Unless they are tamed, he said to a national TV audience, "we will not be able to control our deficit. If we do not reform health care, your premiums and out-of-pocket costs will continue to skyrocket."
The president said he believed it was possible to fund more than two-thirds of the cost of health care legislation by eliminating waste and redirecting federal funds already being spent. The rest must come from higher taxes, he said.
The administration proposed last winter a plan to raise taxes on upper-income wage earners by limiting their ability to claim deductions.
Congress looked unfavorably on the proposal, and Obama said he was open to alternatives -- with one notable exception.
"If I see a proposal primarily funded through taxing middle-class families, I'm going to be opposed to it," he said.
It was not immediately clear whether the president was signaling he would accept at least some higher taxes on middle-class families as the price for winning passage.
As a candidate he vowed repeatedly that no one earning under $250,000 would face higher taxes if he won the White House.
Obama's remarks about a proposed tax on million-dollar families aligned him with Speaker Nancy Pelosi. Draft legislation in the House calls for the surtax on individuals making $280,000 and families with $350,000 income or more, but she suggested earlier in the week those levels should be increased.
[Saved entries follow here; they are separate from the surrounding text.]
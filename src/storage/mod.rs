//! Durable local state.
//!
//! A small string key/value store that survives restarts, playing the role
//! the browser's local storage plays for a web front-end.

pub mod local;

use thiserror::Error;

pub use local::LocalStore;

/// Key holding the last known on-chain transaction count.
pub const TRANSACTION_COUNT_KEY: &str = "transactionCount";

/// Errors from the durable store.
#[derive(Debug, Error)]
pub enum StorageError {
    #[error("storage IO error: {0}")]
    Io(#[from] std::io::Error),

    #[error("storage format error: {0}")]
    Format(#[from] serde_json::Error),
}

pub type StorageResult<T> = Result<T, StorageError>;

/// String key/value persistence.
pub trait KeyValueStore: Send + Sync {
    fn get(&self, key: &str) -> StorageResult<Option<String>>;

    fn set(&self, key: &str, value: &str) -> StorageResult<()>;
}
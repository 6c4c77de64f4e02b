//! Metrics recording helpers.
//!
//! # Metrics
//! - `krypt_transfers_total` (counter): submissions by `outcome` (settled, failed)
//! - `krypt_gif_lookups_total` (counter): lookups by `outcome` (hit, fallback, stale)
//! - `krypt_transaction_count` (gauge): last known on-chain transaction count
//! - `krypt_transactions_listed` (gauge): size of the last fetched transaction list

use metrics::{counter, gauge};

/// Record the outcome of a transfer submission.
pub fn record_transfer(outcome: &'static str) {
    counter!("krypt_transfers_total", "outcome" => outcome).increment(1);
}

/// Record the outcome of a GIF lookup.
pub fn record_gif_lookup(outcome: &'static str) {
    counter!("krypt_gif_lookups_total", "outcome" => outcome).increment(1);
}

/// Record the last known on-chain transaction count.
pub fn record_transaction_count(count: u64) {
    gauge!("krypt_transaction_count").set(count as f64);
}

/// Record the number of transactions in the last fetched list.
pub fn record_transactions_listed(len: usize) {
    gauge!("krypt_transactions_listed").set(len as f64);
}
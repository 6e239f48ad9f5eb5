use std::rc::Rc;
use std::sync::mpsc;
use std::time::Instant;

use anyhow::Result;
use crossterm::event::{KeyCode, KeyEvent, MouseButton, MouseEvent, MouseEventKind};
use ratatui::layout::Rect;

use crate::app::{decrement, increment};
use crate::config::Config;
use crate::controls::ControlsOverlay;
use crate::events::types::{AppEvent, HostEvent};
use crate::player::{Clip, Player, PlayerError, PlayerEvent, PlayerHandle};
use crate::ui::notifications::NotificationManager;
use crate::ui::theme::Theme;

const VOLUME_STEP: f32 = 0.1;

/// Screen areas from the last frame, used for mouse hit testing.
#[derive(Default, Clone)]
pub struct LayoutRegions {
    pub scrub_bar: Option<Rect>,
    pub prev_button: Option<Rect>,
    pub play_button: Option<Rect>,
    pub next_button: Option<Rect>,
}

pub struct App {
    pub theme: Theme,
    pub playlist: Vec<Clip>,
    pub current_clip: usize,

    pub overlay: ControlsOverlay,
    pub player: Rc<PlayerHandle>,

    pub notifications: NotificationManager,

    // Control
    pub should_quit: bool,
    pub has_focus: bool,
    pub layout_regions: LayoutRegions,
}

fn post(event_tx: &mpsc::Sender<AppEvent>, event: HostEvent) -> Box<dyn FnMut()> {
    let tx = event_tx.clone();
    Box::new(move || {
        let _ = tx.send(AppEvent::Host(event.clone()));
    })
}

impl App {
    pub fn new(
        config: &Config,
        theme: Theme,
        player: Rc<PlayerHandle>,
        event_tx: mpsc::Sender<AppEvent>,
    ) -> Result<Self> {
        let mut overlay = ControlsOverlay::new(config.overlay_settings(&theme)?);
        overlay.attach(&player);

        let callbacks = overlay.callbacks_mut();
        callbacks.did_press_next = Some(post(&event_tx, HostEvent::NextPressed));
        callbacks.did_press_previous = Some(post(&event_tx, HostEvent::PreviousPressed));
        callbacks.on_new_video = Some(post(&event_tx, HostEvent::NewVideo));
        callbacks.on_finished = Some(post(&event_tx, HostEvent::Finished));
        let tx = event_tx.clone();
        callbacks.on_error = Some(Box::new(move |error: PlayerError| {
            let _ = tx.send(AppEvent::Host(HostEvent::PlayerError(error)));
        }));
        callbacks.on_interaction_change = Some(Box::new(|interacting: bool| {
            tracing::debug!(interacting, "scrub interaction changed");
        }));

        Ok(Self {
            theme,
            playlist: config.playlist.clone(),
            current_clip: 0,

            overlay,
            player,

            notifications: NotificationManager::new(),

            should_quit: false,
            has_focus: true,
            layout_regions: LayoutRegions::default(),
        })
    }

    pub fn current(&self) -> Option<&Clip> {
        self.playlist.get(self.current_clip)
    }

    pub fn load_clip(&mut self, index: usize) {
        if let Some(clip) = self.playlist.get(index) {
            self.current_clip = index;
            self.player.load(clip.clone());
        }
    }

    /// Moves through the playlist without wrapping. Returns false at either end.
    fn step_playlist(&mut self, forward: bool) -> bool {
        let len = self.playlist.len();
        let next = if forward {
            increment(self.current_clip, len, false)
        } else {
            decrement(self.current_clip, len, false)
        };
        if next == self.current_clip {
            return false;
        }
        self.load_clip(next);
        true
    }

    pub fn on_player_event(&mut self, event: PlayerEvent) {
        self.overlay.handle_player_event(event);
    }

    pub fn on_host_event(&mut self, event: HostEvent) {
        match event {
            HostEvent::NextPressed => {
                if !self.step_playlist(true) {
                    self.notifications.warning("Already at the last clip");
                }
            }
            HostEvent::PreviousPressed => {
                if !self.step_playlist(false) {
                    self.notifications.warning("Already at the first clip");
                }
            }
            HostEvent::NewVideo => {
                if let Some(clip) = self.current() {
                    let text = format!("Loading {}", clip.title);
                    tracing::info!("{}", text);
                    self.notifications.info(text);
                }
            }
            HostEvent::Finished => {
                if self.step_playlist(true) {
                    // Continue playback as if the user pressed play.
                    self.overlay.tap_play_pause();
                } else {
                    self.notifications.info("End of playlist");
                }
            }
            HostEvent::PlayerError(error) => {
                tracing::error!("player error: {}", error);
                self.notifications.error(error.to_string());
            }
        }
    }

    pub fn on_focus_lost(&mut self) {
        self.has_focus = false;
        self.overlay.on_focus_lost();
    }

    pub fn on_focus_gained(&mut self) {
        self.has_focus = true;
    }

    pub fn tick(&mut self, now: Instant) {
        self.overlay.tick(now);
        self.notifications.tick(now);
    }

    fn change_volume(&mut self, delta: f32) {
        let volume = (self.player.snapshot().volume + delta).clamp(0.0, 1.0);
        self.player.set_volume(volume);
    }

    pub fn handle_input(&mut self, key: KeyEvent) {
        match key.code {
            KeyCode::Char('q') => {
                self.player.stop();
                self.should_quit = true;
            }
            KeyCode::Char(' ') => self.overlay.tap_play_pause(),
            KeyCode::Char('n') => self.overlay.tap_next(),
            KeyCode::Char('p') => self.overlay.tap_previous(),
            KeyCode::Char('l') | KeyCode::Right => self.overlay.jump_forward(),
            KeyCode::Char('h') | KeyCode::Left => self.overlay.jump_backward(),
            KeyCode::Char('s') => self.player.stop(),
            KeyCode::Char('+') | KeyCode::Char('=') => self.change_volume(VOLUME_STEP),
            KeyCode::Char('-') => self.change_volume(-VOLUME_STEP),
            _ => {}
        }
    }

    fn scrub_value_at(&self, column: u16) -> Option<f64> {
        let region = self.layout_regions.scrub_bar?;
        let fraction = column_to_fraction(region, column);
        Some(self.overlay.bounds().value_at(fraction))
    }

    pub fn handle_mouse(&mut self, event: MouseEvent) {
        let (x, y) = (event.column, event.row);

        match event.kind {
            MouseEventKind::Down(MouseButton::Left) => {
                let regions = self.layout_regions.clone();
                if regions.scrub_bar.is_some_and(|r| point_in_rect(x, y, &r)) {
                    self.overlay.begin_scrub();
                    if let Some(value) = self.scrub_value_at(x) {
                        self.overlay.drag_scrub(value);
                    }
                } else if regions.play_button.is_some_and(|r| point_in_rect(x, y, &r)) {
                    self.overlay.tap_play_pause();
                } else if regions.prev_button.is_some_and(|r| point_in_rect(x, y, &r)) {
                    self.overlay.tap_previous();
                } else if regions.next_button.is_some_and(|r| point_in_rect(x, y, &r)) {
                    self.overlay.tap_next();
                }
            }

            MouseEventKind::Drag(MouseButton::Left) => {
                if self.overlay.is_scrubbing() {
                    if let Some(value) = self.scrub_value_at(x) {
                        self.overlay.drag_scrub(value);
                    }
                }
            }

            MouseEventKind::Up(MouseButton::Left) => {
                if self.overlay.is_scrubbing() {
                    if let Some(value) = self.scrub_value_at(x) {
                        self.overlay.end_scrub(value, Instant::now());
                    }
                }
            }

            _ => {}
        }
    }
}

fn point_in_rect(x: u16, y: u16, rect: &Rect) -> bool {
    x >= rect.x && x < rect.x + rect.width && y >= rect.y && y < rect.y + rect.height
}

/// Position of `column` along a horizontal bar, with the first and last
/// cells mapping to 0 and 1.
pub fn column_to_fraction(region: Rect, column: u16) -> f64 {
    if region.width <= 1 {
        return 0.0;
    }
    let offset = column.saturating_sub(region.x).min(region.width - 1);
    offset as f64 / (region.width - 1) as f64
}

#[cfg(test)]
mod tests {
    use super::*;
    use crate::player::{PlayerCommand, PlayerSnapshot};
    use crossterm::event::{KeyEventKind, KeyEventState, KeyModifiers};
    use std::sync::{Arc, Mutex};

    struct Harness {
        app: App,
        cmd_rx: mpsc::Receiver<PlayerCommand>,
        event_rx: mpsc::Receiver<AppEvent>,
        snapshot: Arc<Mutex<PlayerSnapshot>>,
    }

    impl Harness {
        fn new() -> Self {
            let (cmd_tx, cmd_rx) = mpsc::channel();
            let (event_tx, event_rx) = mpsc::channel();
            let snapshot = Arc::new(Mutex::new(PlayerSnapshot::default()));
            let player = Rc::new(PlayerHandle::new(cmd_tx, snapshot.clone()));
            let app = App::new(&Config::default(), Theme::default(), player, event_tx).unwrap();
            Self {
                app,
                cmd_rx,
                event_rx,
                snapshot,
            }
        }

        fn commands(&self) -> Vec<PlayerCommand> {
            self.cmd_rx.try_iter().collect()
        }

        /// Feeds host events raised by overlay callbacks back into the app.
        fn pump(&mut self) {
            let events: Vec<AppEvent> = self.event_rx.try_iter().collect();
            for event in events {
                if let AppEvent::Host(host) = event {
                    self.app.on_host_event(host);
                }
            }
        }

        fn ready(&mut self) {
            self.app.on_player_event(PlayerEvent::ReadyToPlay);
        }
    }

    fn key(code: KeyCode) -> KeyEvent {
        KeyEvent {
            code,
            modifiers: KeyModifiers::NONE,
            kind: KeyEventKind::Press,
            state: KeyEventState::NONE,
        }
    }

    fn mouse(kind: MouseEventKind, column: u16, row: u16) -> MouseEvent {
        MouseEvent {
            kind,
            column,
            row,
            modifiers: KeyModifiers::NONE,
        }
    }

    #[test]
    fn next_key_loads_following_clip() {
        let mut h = Harness::new();

        h.app.handle_input(key(KeyCode::Char('n')));
        h.pump();

        assert_eq!(h.app.current_clip, 1);
        let commands = h.commands();
        assert!(matches!(&commands[0], PlayerCommand::Load(clip) if clip.title == "Harbour at Dusk"));
    }

    #[test]
    fn previous_at_start_only_warns() {
        let mut h = Harness::new();

        h.app.handle_input(key(KeyCode::Char('p')));
        h.pump();

        assert_eq!(h.app.current_clip, 0);
        assert!(h.commands().is_empty());
        assert_eq!(h.app.notifications.active_notifications().len(), 1);
    }

    #[test]
    fn finished_advances_and_keeps_playing() {
        let mut h = Harness::new();

        h.app.on_player_event(PlayerEvent::Finished);
        h.pump();

        assert_eq!(h.app.current_clip, 1);
        let commands = h.commands();
        assert!(matches!(commands[0], PlayerCommand::Load(_)));
        assert!(matches!(commands[1], PlayerCommand::Play));
    }

    #[test]
    fn player_errors_become_notifications() {
        let mut h = Harness::new();

        h.app.on_player_event(PlayerEvent::Error(PlayerError::NoVideoLoaded));
        h.pump();

        let active = h.app.notifications.active_notifications();
        assert_eq!(active.len(), 1);
        assert_eq!(active[0].text, "No video is loaded.");
    }

    #[test]
    fn focus_loss_pauses() {
        let mut h = Harness::new();
        h.app.on_focus_lost();

        assert!(!h.app.has_focus);
        assert!(matches!(h.commands()[..], [PlayerCommand::Pause]));
    }

    #[test]
    fn volume_keys_step_from_current_volume() {
        let mut h = Harness::new();
        h.snapshot.lock().unwrap().volume = 0.95;

        h.app.handle_input(key(KeyCode::Char('+')));
        h.app.handle_input(key(KeyCode::Char('-')));

        let commands = h.commands();
        assert!(matches!(commands[0], PlayerCommand::SetVolume(v) if v == 1.0));
        assert!(matches!(commands[1], PlayerCommand::SetVolume(v) if (v - 0.85).abs() < 1e-6));
    }

    #[test]
    fn dragging_the_scrub_bar_seeks_on_release() {
        let mut h = Harness::new();
        h.ready();
        h.app.layout_regions.scrub_bar = Some(Rect::new(10, 5, 11, 1));

        h.app.handle_mouse(mouse(MouseEventKind::Down(MouseButton::Left), 12, 5));
        assert!(h.app.overlay.is_interacting());
        h.app.handle_mouse(mouse(MouseEventKind::Drag(MouseButton::Left), 15, 5));
        assert_eq!(h.app.overlay.scrub_value(), 0.5);
        h.app.handle_mouse(mouse(MouseEventKind::Up(MouseButton::Left), 20, 5));

        assert!(matches!(h.commands()[..], [PlayerCommand::Seek(f)] if f == 1.0));
        assert!(!h.app.overlay.is_scrubbing());
    }

    #[test]
    fn clicking_buttons_taps_them() {
        let mut h = Harness::new();
        h.app.layout_regions.play_button = Some(Rect::new(0, 0, 4, 1));
        h.app.layout_regions.next_button = Some(Rect::new(6, 0, 4, 1));

        h.app.handle_mouse(mouse(MouseEventKind::Down(MouseButton::Left), 1, 0));
        h.app.handle_mouse(mouse(MouseEventKind::Down(MouseButton::Left), 7, 0));
        h.pump();

        let commands = h.commands();
        assert!(matches!(commands[0], PlayerCommand::Play));
        assert!(matches!(commands[1], PlayerCommand::Load(_)));
    }

    #[test]
    fn column_maps_across_the_bar() {
        let region = Rect::new(4, 0, 5, 1);
        assert_eq!(column_to_fraction(region, 4), 0.0);
        assert_eq!(column_to_fraction(region, 6), 0.5);
        assert_eq!(column_to_fraction(region, 8), 1.0);
        assert_eq!(column_to_fraction(region, 0), 0.0);
        assert_eq!(column_to_fraction(region, 50), 1.0);
        assert_eq!(column_to_fraction(Rect::new(0, 0, 1, 1), 0), 0.0);
    }
}
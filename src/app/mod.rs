pub mod state;

pub fn increment(x: usize, len: usize, wrap: bool) -> usize {
    if len == 0 {
        return 0;
    }
    if x + 1 >= len {
        if wrap { 0 } else { len - 1 }
    } else {
        x + 1
    }
}

pub fn decrement(x: usize, len: usize, wrap: bool) -> usize {
    if len == 0 {
        return 0;
    }
    if x == 0 {
        if wrap { len - 1 } else { 0 }
    } else {
        x - 1
    }
}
The president stepped to the microphone as Congress labored over his call for legislation to expand health care to millions who lack it, as well as control the costs of medical care generally.
In his opening statement, he stressed the second of those two goals.
"In the past eight year, we saw the enactment of two tax cuts, primarily for the wealthiest Americans, and a Medicare prescription program, none of which were paid for."
He vowed anew that he wouldn't sign health care legislation that wasn't paid for, although his administration has exempted from that pledge an estimated $245 billion to raise Medicare fees for doctors.
"This debate is not a game for these Americans, and they cannot afford to wait for reform any longer," Obama said. "They are looking to us for leadership. And we must not let them down."
The president said he was pleased banks are returning to profitability. But he added, "What we haven't seen I think is the kind of change in behavior and practices on Wall Street that would ensure that we don't find ourselves in the fix where we've got to bail out these folks again." He said legislation he has proposed to Congress includes new regulations to control executive compensation and limit excessive risk taking.